Nel dibattito sulla sentenza della Corte Costituzionale sul fine vita, che ha stabilito come l’aiuto al suicidio in alcuni casi sia lecito, si inserisce anche Deborah Giovanati. Vicepresidente e assessore del Municipio nove del Comune di Milano e mamma di tre bambini, Deborah soffre di sclerosi multipla. In una lettera al quotidiano La Verità chiede soluzioni diverse rispetto a una “scelta secca” tra la vita e la morte e spiega come tra le due, nonostante la patologia irreversibile, lei ami la prima.
Da oggi mi posso recare in un qualsiasi ospedale del servizio sanitario nazionale e chiedere la morte.

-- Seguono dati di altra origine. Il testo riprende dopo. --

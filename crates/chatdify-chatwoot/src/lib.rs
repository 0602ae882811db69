// SPDX-FileCopyrightText: 2026 Chatdify Contributors
// SPDX-License-Identifier: MIT OR Apache-2.0

//! Chatwoot gateway for the chatdify bridge.
//!
//! This crate implements [`ConversationGateway`] against the Chatwoot
//! application API. Each mutation is a separate, independently retryable
//! call; ordering between them is the pipeline's concern.

pub mod client;
pub mod types;

use std::collections::{BTreeMap, BTreeSet};

use async_trait::async_trait;
use chatdify_config::model::ChatdifyConfig;
use chatdify_config::{resolve_secret, CHATWOOT_API_KEY_ENV};
use chatdify_core::{
    AdapterType, Assignee, BridgeError, ContextMessage, ConversationData, ConversationGateway,
    ConversationId, ConversationStatus, HealthStatus, MessageDirection, PluginAdapter, Priority,
    StatusPolicy, Team,
};
use tracing::{debug, info, warn};

use crate::client::ChatwootClient;
use crate::types::{
    AssignmentRequest, ConversationResource, CreateMessageRequest, CustomAttributesRequest,
    LabelsRequest, MessageResource, Payload, TeamResource, TogglePriorityRequest,
    ToggleStatusRequest,
};

/// Chatwoot gateway implementing [`ConversationGateway`].
///
/// Status writes are checked against the configured [`StatusPolicy`] before
/// any request leaves the process.
/// API key resolution order: config -> `CHATWOOT_API_KEY` env var -> error.
pub struct ChatwootGateway {
    client: ChatwootClient,
    policy: StatusPolicy,
}

impl ChatwootGateway {
    /// Creates a gateway from the loaded configuration.
    pub fn new(config: &ChatdifyConfig) -> Result<Self, BridgeError> {
        let api_key = resolve_secret(config.chatwoot.api_key.as_deref(), CHATWOOT_API_KEY_ENV)
            .ok_or_else(|| {
                BridgeError::Config(format!(
                    "Chatwoot API key not found: set chatwoot.api_key or {CHATWOOT_API_KEY_ENV}"
                ))
            })?;
        let client = ChatwootClient::new(
            &config.chatwoot.api_url,
            &api_key,
            config.chatwoot.account_id,
            &config.http,
        )?;
        info!(account_url = client.account_url(), "Chatwoot gateway initialized");
        Ok(Self::with_client(client, config.policy.status_policy()))
    }

    /// Creates a gateway over an existing client.
    pub fn with_client(client: ChatwootClient, policy: StatusPolicy) -> Self {
        Self { client, policy }
    }

    async fn current_labels(
        &self,
        conversation_id: ConversationId,
    ) -> Result<BTreeSet<String>, BridgeError> {
        let labels: Payload<String> = self
            .client
            .get(&format!("/conversations/{conversation_id}/labels"))
            .await?;
        Ok(labels.payload.into_iter().collect())
    }

    async fn conversation(
        &self,
        conversation_id: ConversationId,
    ) -> Result<ConversationResource, BridgeError> {
        self.client
            .get(&format!("/conversations/{conversation_id}"))
            .await
    }
}

#[async_trait]
impl PluginAdapter for ChatwootGateway {
    fn name(&self) -> &str {
        "chatwoot"
    }

    fn version(&self) -> semver::Version {
        semver::Version::new(0, 1, 0)
    }

    fn adapter_type(&self) -> AdapterType {
        AdapterType::Conversation
    }

    async fn health_check(&self) -> Result<HealthStatus, BridgeError> {
        match self.get_teams().await {
            Ok(_) => Ok(HealthStatus::Healthy),
            Err(e) => Ok(HealthStatus::Degraded(e.to_string())),
        }
    }

    async fn shutdown(&self) -> Result<(), BridgeError> {
        debug!("Chatwoot gateway shutting down");
        Ok(())
    }
}
// SPDX-FileCopyrightText: 2026 Chatdify Contributors
// SPDX-License-Identifier: MIT OR Apache-2.0

//! Query modules for the conversation state store and the task queue.

pub mod conversations;
pub mod tasks;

Sì, la morte, magari smettendo di mangiare e bere o rifiutando cibo dalla mensa dell’ ospedale, e con una bella sedazione profonda aspettare il sonno eterno. Chi me lo potrebbe impedire? La vita è mia e me la gestisco io, a spese dello Stato, sia chiaro. Poi certo, è più economico per i contribuenti pagare del personale che si presti dentro procedure standardizzate e legali ad agevolare i miei propositi di suicidio, piuttosto che continuare a sostenere il costo delle cure per la mia malattia irreversibile per chissà ancora quanti altri anni.
È un’ ironia amara la mia, su cui c’ è poco da scherzare. E mi scendono le lacrime, perché chi soffre per una patologia irreversibile non ha bisogno di essere messo di fronte a una scelta secca: optare per la morte come via di soluzione dei problemi o prolungare nel tempo sofferenze fisiche e patologiche intollerabili. Non è così. Noi vogliamo la vita! La vita amata fino alla fine. Ricercate soluzioni perché io possa soffrire di meno, ricercate cure per la mia patologia, ma non abbandonate le persone come me davanti all’ opzione di continuare a vivere una sofferenza ritenuta senza senso o scegliere di morire”.